First the basics… Do you actually really like cats? Do you enjoy being around cats? Are you ready to be responsible for a little creature that is totally dependent on you? If you answered yes to all three, then let’s move on. Otherwise, to the question posed is no.

Cats are cute, friendly, loving and self-sufficient. For instance, while not encouraged, if you have to leave home for a few days you can have a neighbor drop by to make sure your cat is fed and has plenty of water and a clean litter box. Unlike other pets, you can leave a cat alone for a short period and not have to worry too much. (Of course, you should try not to do this within a short time of bringing your kitty home for the first time.) However, just because he or she is pretty self-sufficient, don’t think that you won’t need to spend plenty of time and energy making your kitty happy in his or her new home. Like most other pets, cats need lots of affection and attention. While they may not jump up and lick your face, they will rub themselves against your leg to get noticed. The act of simply bending down and rubbing a furry little face or scratching under a little chin will probably do the trick. By taking the time to acknowledge your cat, you will find that he or she is usually content.

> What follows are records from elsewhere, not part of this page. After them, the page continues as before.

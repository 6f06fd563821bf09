//! Application layer services implementing business logic.
//!
//! Services consume repository traits and give the HTTP handlers and the admin
//! CLI one API for link creation, lookup and statistics.
//!
//! # Available Services
//!
//! - [`services::link_service::LinkService`] - Short link creation, lookup and stats
pub mod services;
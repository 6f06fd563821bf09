//! Handler for short URL redirect.

use axum::{
    extract::{ConnectInfo, Path, State},
    http::{HeaderMap, StatusCode, header},
    response::IntoResponse,
};
use std::net::SocketAddr;
use tracing::debug;

use crate::domain::click_event::ClickEvent;
use crate::error::AppError;
use crate::state::AppState;

/// Redirects a short code to its original URL.
///
/// # Endpoint
///
/// `GET /{code}`
///
/// # Click Tracking
///
/// A [`ClickEvent`] is offered to the click channel before responding. The
/// offer never waits: when the queue is full or closed the click is dropped
/// (and counted by the channel) while the redirect still succeeds.
///
/// # Errors
///
/// Returns 404 Not Found if the short code doesn't exist.
pub async fn redirect_handler(
    Path(code): Path<String>,
    State(state): State<AppState>,
    headers: HeaderMap,
    ConnectInfo(addr): ConnectInfo<SocketAddr>,
) -> Result<impl IntoResponse, AppError> {
    let link = state.link_service.get_link_by_code(&code).await?;

    let click_event = ClickEvent::new(
        link.id,
        headers
            .get(header::USER_AGENT)
            .and_then(|v| v.to_str().ok()),
        Some(addr.ip().to_string()),
    );

    if !state.click_channel.enqueue(click_event) {
        debug!(code = %code, link_id = link.id, "Click not recorded");
    }

    Ok((StatusCode::FOUND, [(header::LOCATION, link.long_url)]))
}
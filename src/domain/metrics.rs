//! Observability counters for the click pipeline and the URL monitor.
//!
//! Counters are kept in-process as atomics so tests, the health endpoint and the
//! shutdown report can read them, and are mirrored to the [`metrics`] facade so an
//! exporter installed by the binary can scrape them. Nothing here is persisted.

use serde::Serialize;
use std::sync::Mutex;
use std::sync::atomic::{AtomicU64, Ordering};

/// Counters for the click pipeline (channel + worker pool).
#[derive(Debug, Default)]
pub struct PipelineMetrics {
    accepted: AtomicU64,
    dropped: AtomicU64,
    rejected_closed: AtomicU64,
    processed: AtomicU64,
    failed: AtomicU64,
    abandoned: AtomicU64,
}

/// Point-in-time copy of [`PipelineMetrics`].
#[derive(Debug, Clone, Copy, Default, PartialEq, Eq, Serialize)]
pub struct PipelineSnapshot {
    /// Events accepted into the channel.
    pub accepted: u64,
    /// Events rejected because the buffer was full.
    pub dropped: u64,
    /// Events rejected because the channel was already closed.
    pub rejected_closed: u64,
    /// Events whose click count was persisted.
    pub processed: u64,
    /// Events discarded after a persistence error.
    pub failed: u64,
    /// Accepted events left unfinished when the shutdown grace period elapsed.
    pub abandoned: u64,
}

impl PipelineSnapshot {
    /// Accepted events that have neither been persisted nor failed yet.
    pub fn outstanding(&self) -> u64 {
        self.accepted
            .saturating_sub(self.processed)
            .saturating_sub(self.failed)
    }
}

impl PipelineMetrics {
    pub fn new() -> Self {
        Self::default()
    }

    pub fn record_accepted(&self) {
        self.accepted.fetch_add(1, Ordering::Relaxed);
        metrics::counter!("clicks_accepted_total").increment(1);
    }

    pub fn record_dropped(&self) {
        self.dropped.fetch_add(1, Ordering::Relaxed);
        metrics::counter!("clicks_dropped_total").increment(1);
    }

    pub fn record_rejected_closed(&self) {
        self.rejected_closed.fetch_add(1, Ordering::Relaxed);
        metrics::counter!("clicks_rejected_closed_total").increment(1);
    }

    pub fn record_processed(&self) {
        self.processed.fetch_add(1, Ordering::Relaxed);
        metrics::counter!("clicks_processed_total").increment(1);
    }

    pub fn record_failed(&self) {
        self.failed.fetch_add(1, Ordering::Relaxed);
        metrics::counter!("clicks_failed_total").increment(1);
    }

    pub fn record_abandoned(&self, count: u64) {
        if count == 0 {
            return;
        }
        self.abandoned.fetch_add(count, Ordering::Relaxed);
        metrics::counter!("clicks_abandoned_total").increment(count);
    }

    pub fn snapshot(&self) -> PipelineSnapshot {
        PipelineSnapshot {
            accepted: self.accepted.load(Ordering::Relaxed),
            dropped: self.dropped.load(Ordering::Relaxed),
            rejected_closed: self.rejected_closed.load(Ordering::Relaxed),
            processed: self.processed.load(Ordering::Relaxed),
            failed: self.failed.load(Ordering::Relaxed),
            abandoned: self.abandoned.load(Ordering::Relaxed),
        }
    }
}

/// Outcome of a single monitor tick.
#[derive(Debug, Clone, Copy, Default, PartialEq, Eq, Serialize)]
pub struct TickReport {
    /// Links whose probe ran to completion (success, failure or timeout).
    pub probed: usize,
    /// Probes that found the target reachable.
    pub healthy: usize,
    /// Probes that failed or timed out.
    pub unhealthy: usize,
    /// Health updates the repository refused.
    pub update_failures: usize,
    /// Links skipped because cancellation arrived before their probe started.
    pub skipped: usize,
}

/// Counters for the URL monitor.
#[derive(Debug, Default)]
pub struct MonitorMetrics {
    ticks: AtomicU64,
    probe_successes: AtomicU64,
    probe_failures: AtomicU64,
    update_failures: AtomicU64,
    last_tick: Mutex<Option<TickReport>>,
}

/// Point-in-time copy of [`MonitorMetrics`].
#[derive(Debug, Clone, Copy, Default, PartialEq, Eq, Serialize)]
pub struct MonitorSnapshot {
    pub ticks: u64,
    pub probe_successes: u64,
    pub probe_failures: u64,
    pub update_failures: u64,
    pub last_tick: Option<TickReport>,
}

impl MonitorMetrics {
    pub fn new() -> Self {
        Self::default()
    }

    /// Folds a finished tick into the cumulative counters.
    pub fn record_tick(&self, report: TickReport) {
        self.ticks.fetch_add(1, Ordering::Relaxed);
        self.probe_successes
            .fetch_add(report.healthy as u64, Ordering::Relaxed);
        self.probe_failures
            .fetch_add(report.unhealthy as u64, Ordering::Relaxed);
        self.update_failures
            .fetch_add(report.update_failures as u64, Ordering::Relaxed);

        metrics::counter!("monitor_ticks_total").increment(1);
        metrics::counter!("monitor_probes_total", "result" => "healthy")
            .increment(report.healthy as u64);
        metrics::counter!("monitor_probes_total", "result" => "unhealthy")
            .increment(report.unhealthy as u64);

        if let Ok(mut last) = self.last_tick.lock() {
            *last = Some(report);
        }
    }

    pub fn snapshot(&self) -> MonitorSnapshot {
        MonitorSnapshot {
            ticks: self.ticks.load(Ordering::Relaxed),
            probe_successes: self.probe_successes.load(Ordering::Relaxed),
            probe_failures: self.probe_failures.load(Ordering::Relaxed),
            update_failures: self.update_failures.load(Ordering::Relaxed),
            last_tick: self.last_tick.lock().ok().and_then(|last| *last),
        }
    }
}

Understand that living with a cat usually also maine coon cat for sale means providing a lap upon which to curl. Granted, not all are lap cats, but chances are your cat will want to curl up on your lap where he or she will fall asleep and purr (sometimes loudly). You also have to spend some time playing, petting and communicating. If you only have one cat, you will be his or her playmate; so be prepared. Even if you have more than one, you should still expect to spend some time with each cat. Cats can get bored easily and you will have to find creative ways to entertain them. Therefore, think about how much time and energy you are willing to give to a new cat before taking one home.

Given the dangers that outdoor cats face (dogs, cars, wild animals, mean people) it is probably a good idea to keep your cat indoors. However, indoor cats still need to follow their instinct to play, prowl and chase. These activities provide exercise and keep you cat alert. With this in mind, you have to be willing to let your cat roam throughout your home without too many restrictions.

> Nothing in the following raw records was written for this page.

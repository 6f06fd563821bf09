//! Worker pool that turns queued click events into persisted click counts.

use serde::Serialize;
use std::sync::Arc;
use std::time::Duration;

use tokio::task::JoinSet;
use tokio::time::timeout;
use tracing::{debug, error, info, warn};

use crate::domain::click_channel::ClickReceiver;
use crate::domain::metrics::PipelineMetrics;
use crate::domain::repositories::ClickRepository;

/// How a pool shutdown ended.
#[derive(Debug, Clone, Copy, PartialEq, Eq, Serialize)]
#[serde(tag = "status", rename_all = "snake_case")]
pub enum DrainOutcome {
    /// Every accepted event was persisted or failed before the grace period ran out.
    Drained,
    /// The grace period elapsed; `count` accepted events were never finished.
    Abandoned { count: u64 },
}

impl DrainOutcome {
    pub fn is_clean(&self) -> bool {
        matches!(self, Self::Drained)
    }
}

/// A fixed set of click workers sharing one [`ClickReceiver`].
///
/// Each worker loops independently: wait for an event, increment the counter of
/// its link, repeat. A persistence error is logged and the event discarded; no
/// retries. Workers exit once the channel is closed and empty.
///
/// # Shutdown
///
/// Close the [`crate::domain::click_channel::ClickChannel`] first, then call
/// [`ClickWorkerPool::shutdown`] with a grace period.
pub struct ClickWorkerPool {
    workers: JoinSet<()>,
    worker_count: usize,
    metrics: Arc<PipelineMetrics>,
}

impl ClickWorkerPool {
    /// Spawns `worker_count` workers (minimum 1) on the current runtime.
    pub fn start(
        receiver: ClickReceiver,
        repository: Arc<dyn ClickRepository>,
        worker_count: usize,
        metrics: Arc<PipelineMetrics>,
    ) -> Self {
        let worker_count = worker_count.max(1);
        let mut workers = JoinSet::new();

        for worker_id in 0..worker_count {
            workers.spawn(run_click_worker(
                worker_id,
                receiver.clone(),
                repository.clone(),
                metrics.clone(),
            ));
        }

        info!(workers = worker_count, "Click worker pool started");

        Self {
            workers,
            worker_count,
            metrics,
        }
    }

    pub fn worker_count(&self) -> usize {
        self.worker_count
    }

    /// Waits up to `grace` for the workers to drain the channel.
    ///
    /// Workers still running when the grace period elapses are aborted. The
    /// accepted events that were neither persisted nor failed by then are
    /// counted as abandoned; an event whose increment was in flight at the
    /// moment of abortion is included in that count.
    pub async fn shutdown(mut self, grace: Duration) -> DrainOutcome {
        let workers = &mut self.workers;
        let drained = timeout(grace, async {
            while let Some(result) = workers.join_next().await {
                if let Err(e) = result
                    && e.is_panic()
                {
                    error!(error = %e, "Click worker panicked");
                }
            }
        })
        .await;

        if drained.is_err() {
            self.workers.abort_all();
            while self.workers.join_next().await.is_some() {}
        }

        let outstanding = self.metrics.snapshot().outstanding();
        if outstanding == 0 {
            info!("Click worker pool drained");
            return DrainOutcome::Drained;
        }

        self.metrics.record_abandoned(outstanding);
        warn!(
            abandoned = outstanding,
            grace_ms = grace.as_millis() as u64,
            "Click workers did not finish within the grace period, abandoning remaining events"
        );
        DrainOutcome::Abandoned { count: outstanding }
    }
}

async fn run_click_worker(
    worker_id: usize,
    receiver: ClickReceiver,
    repository: Arc<dyn ClickRepository>,
    metrics: Arc<PipelineMetrics>,
) {
    debug!(worker_id, "Click worker started");

    while let Some(event) = receiver.recv().await {
        match repository.increment_count(event.link_id).await {
            Ok(()) => metrics.record_processed(),
            Err(e) => {
                metrics.record_failed();
                error!(
                    worker_id,
                    link_id = event.link_id,
                    error = %e,
                    "Failed to record click, discarding event"
                );
            }
        }
    }

    debug!(worker_id, "Click worker stopped");
}

#[cfg(test)]
mod tests {
    use super::*;
    use crate::domain::click_channel::ClickChannel;
    use crate::domain::click_event::ClickEvent;
    use crate::domain::repositories::MockClickRepository;
    use crate::error::AppError;
    use serde_json::json;

    fn pipeline(capacity: usize) -> (ClickChannel, ClickReceiver, Arc<PipelineMetrics>) {
        let metrics = Arc::new(PipelineMetrics::new());
        let (channel, rx) = ClickChannel::new(capacity, metrics.clone());
        (channel, rx, metrics)
    }

    #[tokio::test]
    async fn test_worker_persists_each_event_once() {
        let (channel, rx, metrics) = pipeline(16);

        let mut mock_repo = MockClickRepository::new();
        mock_repo
            .expect_increment_count()
            .withf(|link_id| *link_id == 42)
            .times(5)
            .returning(|_| Ok(()));

        for _ in 0..5 {
            assert!(channel.enqueue(ClickEvent::new(42, None, None)));
        }

        let pool = ClickWorkerPool::start(rx, Arc::new(mock_repo), 2, metrics.clone());
        channel.close();

        let outcome = pool.shutdown(Duration::from_secs(5)).await;

        assert_eq!(outcome, DrainOutcome::Drained);
        assert_eq!(metrics.snapshot().processed, 5);
    }

    #[tokio::test]
    async fn test_persistence_error_is_discarded_without_retry() {
        let (channel, rx, metrics) = pipeline(16);

        let mut mock_repo = MockClickRepository::new();
        mock_repo
            .expect_increment_count()
            .withf(|link_id| *link_id == 1)
            .times(1)
            .returning(|_| Err(AppError::internal("Database error", json!({}))));
        mock_repo
            .expect_increment_count()
            .withf(|link_id| *link_id == 2)
            .times(1)
            .returning(|_| Ok(()));

        channel.enqueue(ClickEvent::new(1, None, None));
        channel.enqueue(ClickEvent::new(2, None, None));

        let pool = ClickWorkerPool::start(rx, Arc::new(mock_repo), 1, metrics.clone());
        channel.close();

        let outcome = pool.shutdown(Duration::from_secs(5)).await;

        assert!(outcome.is_clean());
        let snap = metrics.snapshot();
        assert_eq!(snap.processed, 1);
        assert_eq!(snap.failed, 1);
        assert_eq!(snap.abandoned, 0);
    }

    #[tokio::test]
    async fn test_zero_workers_is_raised_to_one() {
        let (channel, rx, metrics) = pipeline(4);
        let mock_repo = MockClickRepository::new();

        let pool = ClickWorkerPool::start(rx, Arc::new(mock_repo), 0, metrics);
        assert_eq!(pool.worker_count(), 1);

        channel.close();
        assert!(pool.shutdown(Duration::from_secs(1)).await.is_clean());
    }

    struct HangingClickRepository;

    #[async_trait::async_trait]
    impl ClickRepository for HangingClickRepository {
        async fn increment_count(&self, _link_id: i64) -> Result<(), AppError> {
            std::future::pending().await
        }

        async fn count_for_link(&self, _link_id: i64) -> Result<i64, AppError> {
            Ok(0)
        }
    }

    #[tokio::test(start_paused = true)]
    async fn test_shutdown_abandons_after_grace_period() {
        let (channel, rx, metrics) = pipeline(8);

        for _ in 0..3 {
            assert!(channel.enqueue(ClickEvent::new(1, None, None)));
        }
        let pool = ClickWorkerPool::start(rx, Arc::new(HangingClickRepository), 1, metrics.clone());
        channel.close();

        let outcome = pool.shutdown(Duration::from_millis(50)).await;

        assert_eq!(outcome, DrainOutcome::Abandoned { count: 3 });
        let snap = metrics.snapshot();
        assert_eq!(snap.abandoned, 3);
        assert_eq!(snap.processed, 0);
    }
}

Although there are very small upfront costs in getting a cat (adoption, rescue), you should be aware of the ongoing costs of having one. Cats of course require food. Some of them can be finicky, so you may have to go through different brands and flavors before finding the ones that make your cat happy. Cats also need to see the veterinarian. The price of veterinary care may vary depending on where you live. It might also be prudent to look into Pet Insurance. Furthermore, because cats have the innate need to scratch, it is probably wise to invest in scratching posts. It is also good to provide a designated area for sleeping by purchasing a cat bed. Of course you will also need to buy some cat toys. Finally, cat litter and litter boxes are a must. I suggest that you get an idea of prices for all these items prior to getting your cat home so that you can figure out your monthly budget to insure that your new cat will have everything he or she needs.

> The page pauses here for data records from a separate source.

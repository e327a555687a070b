//! Alert and task persistence plus tracker stat queries.
//!
//! The multi-row consistency rules (resolve auto-completes tasks,
//! escalation cancels then creates) live in the engine; this module only
//! provides the guarded single-statement pieces they compose inside one
//! transaction.

use chrono::{DateTime, Utc};
use rusqlite::{Connection, OptionalExtension, params};

use crate::error::{Error, Result};
use crate::model::*;

use super::care::{bad_column, parse_uuid};
use super::{Storage, TxContext};

impl TxContext<'_> {
    pub fn insert_alert(&mut self, alert: &Alert) -> Result<()> {
        insert_alert_on(self.tx, alert)
    }

    pub fn insert_task(&mut self, task: &Task) -> Result<()> {
        insert_task_on(self.tx, task)
    }

    /// Guarded status write: applies only when the row is still in `from`.
    pub fn update_alert_status(
        &mut self,
        id: AlertId,
        from: AlertStatus,
        to: AlertStatus,
    ) -> Result<()> {
        update_alert_status_on(self.tx, id, from, to)
    }

    pub fn stamp_alert_resolution(
        &mut self,
        id: AlertId,
        resolved_by: Option<StaffId>,
        resolved_at: DateTime<Utc>,
    ) -> Result<()> {
        self.tx.execute(
            "UPDATE alerts SET resolved_by = ?1, resolved_at = ?2 WHERE id = ?3",
            params![
                resolved_by.map(|id| id.0.to_string()),
                resolved_at.to_rfc3339(),
                id.0.to_string()
            ],
        )?;
        Ok(())
    }

    /// Complete every non-completed task linked to an alert. Returns the
    /// ids that changed.
    pub fn complete_open_tasks_for_alert(
        &mut self,
        alert_id: AlertId,
        now: DateTime<Utc>,
    ) -> Result<Vec<TaskId>> {
        let ids = task_ids_on(
            self.tx,
            alert_id,
            "status NOT IN ('completed', 'cancelled')",
        )?;
        self.tx.execute(
            "UPDATE tasks SET status = 'completed', completed_at = ?1, updated_at = ?1
             WHERE alert_id = ?2 AND status NOT IN ('completed', 'cancelled')",
            params![now.to_rfc3339(), alert_id.0.to_string()],
        )?;
        Ok(ids)
    }

    /// Cancel every PENDING task linked to an alert. Returns the ids that
    /// changed.
    pub fn cancel_pending_tasks_for_alert(
        &mut self,
        alert_id: AlertId,
        now: DateTime<Utc>,
    ) -> Result<Vec<TaskId>> {
        let ids = task_ids_on(self.tx, alert_id, "status = 'pending'")?;
        self.tx.execute(
            "UPDATE tasks SET status = 'cancelled', updated_at = ?1
             WHERE alert_id = ?2 AND status = 'pending'",
            params![now.to_rfc3339(), alert_id.0.to_string()],
        )?;
        Ok(ids)
    }
}

impl Storage {
    pub fn get_alert(&self, id: AlertId) -> Result<Alert> {
        self.conn
            .query_row(
                "SELECT * FROM alerts WHERE id = ?1",
                params![id.0.to_string()],
                row_to_alert,
            )
            .optional()?
            .ok_or_else(|| Error::NotFound(format!("alert {id}")))
    }

    pub fn list_alerts(
        &self,
        status: Option<AlertStatus>,
        patient_id: Option<PatientId>,
        limit: i64,
    ) -> Result<Vec<Alert>> {
        let mut stmt = self.conn.prepare(
            "SELECT * FROM alerts
             WHERE (?1 IS NULL OR status = ?1)
               AND (?2 IS NULL OR patient_id = ?2)
             ORDER BY created_at DESC
             LIMIT ?3",
        )?;

        let alerts = stmt
            .query_map(
                params![
                    status.map(|s| s.as_str()),
                    patient_id.map(|id| id.0.to_string()),
                    limit
                ],
                row_to_alert,
            )?
            .collect::<std::result::Result<Vec<_>, _>>()?;

        Ok(alerts)
    }

    pub fn get_task(&self, id: TaskId) -> Result<Task> {
        self.conn
            .query_row(
                "SELECT * FROM tasks WHERE id = ?1",
                params![id.0.to_string()],
                row_to_task,
            )
            .optional()?
            .ok_or_else(|| Error::NotFound(format!("task {id}")))
    }

    pub fn list_tasks_for_alert(&self, alert_id: AlertId) -> Result<Vec<Task>> {
        let mut stmt = self.conn.prepare(
            "SELECT * FROM tasks WHERE alert_id = ?1 ORDER BY created_at ASC",
        )?;
        let tasks = stmt
            .query_map(params![alert_id.0.to_string()], row_to_task)?
            .collect::<std::result::Result<Vec<_>, _>>()?;
        Ok(tasks)
    }

    pub fn list_tasks_for_assignee(
        &self,
        assignee_id: StaffId,
        status: Option<TaskStatus>,
    ) -> Result<Vec<Task>> {
        let mut stmt = self.conn.prepare(
            "SELECT * FROM tasks
             WHERE assignee_id = ?1 AND (?2 IS NULL OR status = ?2)
             ORDER BY priority DESC, due_at ASC",
        )?;
        let tasks = stmt
            .query_map(
                params![assignee_id.0.to_string(), status.map(|s| s.as_str())],
                row_to_task,
            )?
            .collect::<std::result::Result<Vec<_>, _>>()?;
        Ok(tasks)
    }

    /// Staff-driven task status change, guarded on the current status.
    pub fn update_task_status(
        &mut self,
        id: TaskId,
        from: TaskStatus,
        to: TaskStatus,
    ) -> Result<()> {
        let now = Utc::now().to_rfc3339();
        let completed_at = if to == TaskStatus::Completed {
            Some(now.clone())
        } else {
            None
        };
        let n = self.conn.execute(
            "UPDATE tasks SET status = ?1, updated_at = ?2,
                    completed_at = COALESCE(?3, completed_at)
             WHERE id = ?4 AND status = ?5",
            params![to.as_str(), now, completed_at, id.0.to_string(), from.as_str()],
        )?;
        if n == 0 {
            return Err(Error::InvalidTransition {
                entity: "task",
                from: from.as_str().to_string(),
                to: to.as_str().to_string(),
            });
        }
        Ok(())
    }

    /// Alert metrics over one tracker's patients: counts by status, open
    /// counts by risk, and mean reaction time in minutes across alerts
    /// that are no longer NEW.
    pub fn tracker_stats(&self, tracker_id: StaffId) -> Result<TrackerStats> {
        let mut stats = TrackerStats::default();

        let mut stmt = self.conn.prepare(
            "SELECT a.status, COUNT(*) FROM alerts a
             JOIN patients p ON p.id = a.patient_id
             WHERE p.tracker_id = ?1
             GROUP BY a.status",
        )?;
        let rows = stmt
            .query_map(params![tracker_id.0.to_string()], |row| {
                Ok((row.get::<_, String>(0)?, row.get::<_, i64>(1)?))
            })?
            .collect::<std::result::Result<Vec<_>, _>>()?;
        for (status, n) in rows {
            if let Some(status) = AlertStatus::from_str(&status) {
                stats.by_status.push((status, n as u64));
            }
        }

        let mut stmt = self.conn.prepare(
            "SELECT a.risk_level, COUNT(*) FROM alerts a
             JOIN patients p ON p.id = a.patient_id
             WHERE p.tracker_id = ?1 AND a.status != 'resolved'
             GROUP BY a.risk_level",
        )?;
        let rows = stmt
            .query_map(params![tracker_id.0.to_string()], |row| {
                Ok((row.get::<_, String>(0)?, row.get::<_, i64>(1)?))
            })?
            .collect::<std::result::Result<Vec<_>, _>>()?;
        for (risk, n) in rows {
            if let Some(risk) = RiskLevel::from_str(&risk) {
                stats.open_by_risk.push((risk, n as u64));
            }
        }

        // Timestamps are RFC 3339 text; average in Rust rather than
        // trusting SQLite's date parsing with fractional seconds.
        let mut stmt = self.conn.prepare(
            "SELECT a.created_at, a.updated_at FROM alerts a
             JOIN patients p ON p.id = a.patient_id
             WHERE p.tracker_id = ?1 AND a.status != 'new'",
        )?;
        let spans = stmt
            .query_map(params![tracker_id.0.to_string()], |row| {
                Ok((row.get::<_, String>(0)?, row.get::<_, String>(1)?))
            })?
            .collect::<std::result::Result<Vec<_>, _>>()?;

        let mut total_minutes = 0.0;
        let mut counted = 0u64;
        for (created, updated) in spans {
            let (Ok(created), Ok(updated)) = (
                created.parse::<DateTime<Utc>>(),
                updated.parse::<DateTime<Utc>>(),
            ) else {
                continue;
            };
            total_minutes += (updated - created).num_seconds() as f64 / 60.0;
            counted += 1;
        }
        if counted > 0 {
            stats.avg_reaction_minutes = Some(total_minutes / counted as f64);
        }

        Ok(stats)
    }
}

// ---------------------------------------------------------------------------
// Inner functions
// ---------------------------------------------------------------------------

fn insert_alert_on(conn: &Connection, alert: &Alert) -> Result<()> {
    conn.execute(
        "INSERT INTO alerts (id, patient_id, answer_id, alert_type, risk_level, status,
                             title, description, triggered_by, resolved_by, resolved_at,
                             metadata, created_at, updated_at)
         VALUES (?1, ?2, ?3, ?4, ?5, ?6, ?7, ?8, ?9, ?10, ?11, ?12, ?13, ?14)",
        params![
            alert.id.0.to_string(),
            alert.patient_id.0.to_string(),
            alert.answer_id.map(|id| id.0.to_string()),
            alert.alert_type.as_str(),
            alert.risk_level.as_str(),
            alert.status.as_str(),
            alert.title,
            alert.description,
            alert.triggered_by.as_str(),
            alert.resolved_by.map(|id| id.0.to_string()),
            alert.resolved_at.map(|t| t.to_rfc3339()),
            serde_json::to_string(&alert.metadata).unwrap_or_default(),
            alert.created_at.to_rfc3339(),
            alert.updated_at.to_rfc3339(),
        ],
    )?;
    Ok(())
}

fn insert_task_on(conn: &Connection, task: &Task) -> Result<()> {
    conn.execute(
        "INSERT INTO tasks (id, patient_id, assignee_id, alert_id, task_type, priority,
                            status, due_at, completed_at, created_at, updated_at)
         VALUES (?1, ?2, ?3, ?4, ?5, ?6, ?7, ?8, ?9, ?10, ?11)",
        params![
            task.id.0.to_string(),
            task.patient_id.0.to_string(),
            task.assignee_id.0.to_string(),
            task.alert_id.map(|id| id.0.to_string()),
            task.task_type.as_str(),
            task.priority,
            task.status.as_str(),
            task.due_at.to_rfc3339(),
            task.completed_at.map(|t| t.to_rfc3339()),
            task.created_at.to_rfc3339(),
            task.updated_at.to_rfc3339(),
        ],
    )?;
    Ok(())
}

fn update_alert_status_on(
    conn: &Connection,
    id: AlertId,
    from: AlertStatus,
    to: AlertStatus,
) -> Result<()> {
    let n = conn.execute(
        "UPDATE alerts SET status = ?1, updated_at = ?2 WHERE id = ?3 AND status = ?4",
        params![
            to.as_str(),
            Utc::now().to_rfc3339(),
            id.0.to_string(),
            from.as_str()
        ],
    )?;
    if n == 0 {
        return Err(Error::InvalidTransition {
            entity: "alert",
            from: from.as_str().to_string(),
            to: to.as_str().to_string(),
        });
    }
    Ok(())
}

fn task_ids_on(conn: &Connection, alert_id: AlertId, predicate: &str) -> Result<Vec<TaskId>> {
    let mut stmt = conn.prepare(&format!(
        "SELECT id FROM tasks WHERE alert_id = ?1 AND {predicate}"
    ))?;
    let ids = stmt
        .query_map(params![alert_id.0.to_string()], |row| {
            row.get::<_, String>(0)
        })?
        .collect::<std::result::Result<Vec<String>, _>>()?;

    ids.into_iter()
        .map(|s| {
            s.parse()
                .map(TaskId)
                .map_err(|e: uuid::Error| Error::Other(format!("bad task id: {e}")))
        })
        .collect()
}

fn row_to_alert(row: &rusqlite::Row) -> rusqlite::Result<Alert> {
    let metadata: String = row.get(11)?;
    Ok(Alert {
        id: parse_uuid(row.get(0)?, AlertId)?,
        patient_id: parse_uuid(row.get(1)?, PatientId)?,
        answer_id: row
            .get::<_, Option<String>>(2)?
            .map(|s| parse_uuid(s, AnswerId))
            .transpose()?,
        alert_type: AlertType::from_str(&row.get::<_, String>(3)?)
            .ok_or_else(|| bad_column("alert_type"))?,
        risk_level: RiskLevel::from_str(&row.get::<_, String>(4)?)
            .ok_or_else(|| bad_column("risk_level"))?,
        status: AlertStatus::from_str(&row.get::<_, String>(5)?)
            .ok_or_else(|| bad_column("alert status"))?,
        title: row.get(6)?,
        description: row.get(7)?,
        triggered_by: TriggeredBy::from_str(&row.get::<_, String>(8)?)
            .ok_or_else(|| bad_column("triggered_by"))?,
        resolved_by: row
            .get::<_, Option<String>>(9)?
            .map(|s| parse_uuid(s, StaffId))
            .transpose()?,
        resolved_at: row
            .get::<_, Option<String>>(10)?
            .and_then(|s| s.parse().ok()),
        metadata: serde_json::from_str(&metadata).unwrap_or(serde_json::Value::Null),
        created_at: row
            .get::<_, String>(12)?
            .parse()
            .map_err(|_| bad_column("created_at"))?,
        updated_at: row
            .get::<_, String>(13)?
            .parse()
            .map_err(|_| bad_column("updated_at"))?,
    })
}

fn row_to_task(row: &rusqlite::Row) -> rusqlite::Result<Task> {
    Ok(Task {
        id: parse_uuid(row.get(0)?, TaskId)?,
        patient_id: parse_uuid(row.get(1)?, PatientId)?,
        assignee_id: parse_uuid(row.get(2)?, StaffId)?,
        alert_id: row
            .get::<_, Option<String>>(3)?
            .map(|s| parse_uuid(s, AlertId))
            .transpose()?,
        task_type: TaskType::from_str(&row.get::<_, String>(4)?)
            .ok_or_else(|| bad_column("task_type"))?,
        priority: row.get::<_, i64>(5)? as u8,
        status: TaskStatus::from_str(&row.get::<_, String>(6)?)
            .ok_or_else(|| bad_column("task status"))?,
        due_at: row
            .get::<_, String>(7)?
            .parse()
            .map_err(|_| bad_column("due_at"))?,
        completed_at: row
            .get::<_, Option<String>>(8)?
            .and_then(|s| s.parse().ok()),
        created_at: row
            .get::<_, String>(9)?
            .parse()
            .map_err(|_| bad_column("created_at"))?,
        updated_at: row
            .get::<_, String>(10)?
            .parse()
            .map_err(|_| bad_column("updated_at"))?,
    })
}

If you live with other people or pets, you need think about how your new cat will fit into your household. Is anyone allergic to cats? Who will be responsible for feeding the cat and keeping his or her litter box clean? If there are any other pets, how will they or the new cat be impacted? If you have a dog, is he or she cat-friendly? Making sure that everyone in the household is ready to welcome your new cat will make his or her transition to your home a smooth one. Please be sure to do all of you analysis and decision-making before bringing that little whiskered-face home and everyone will benefit.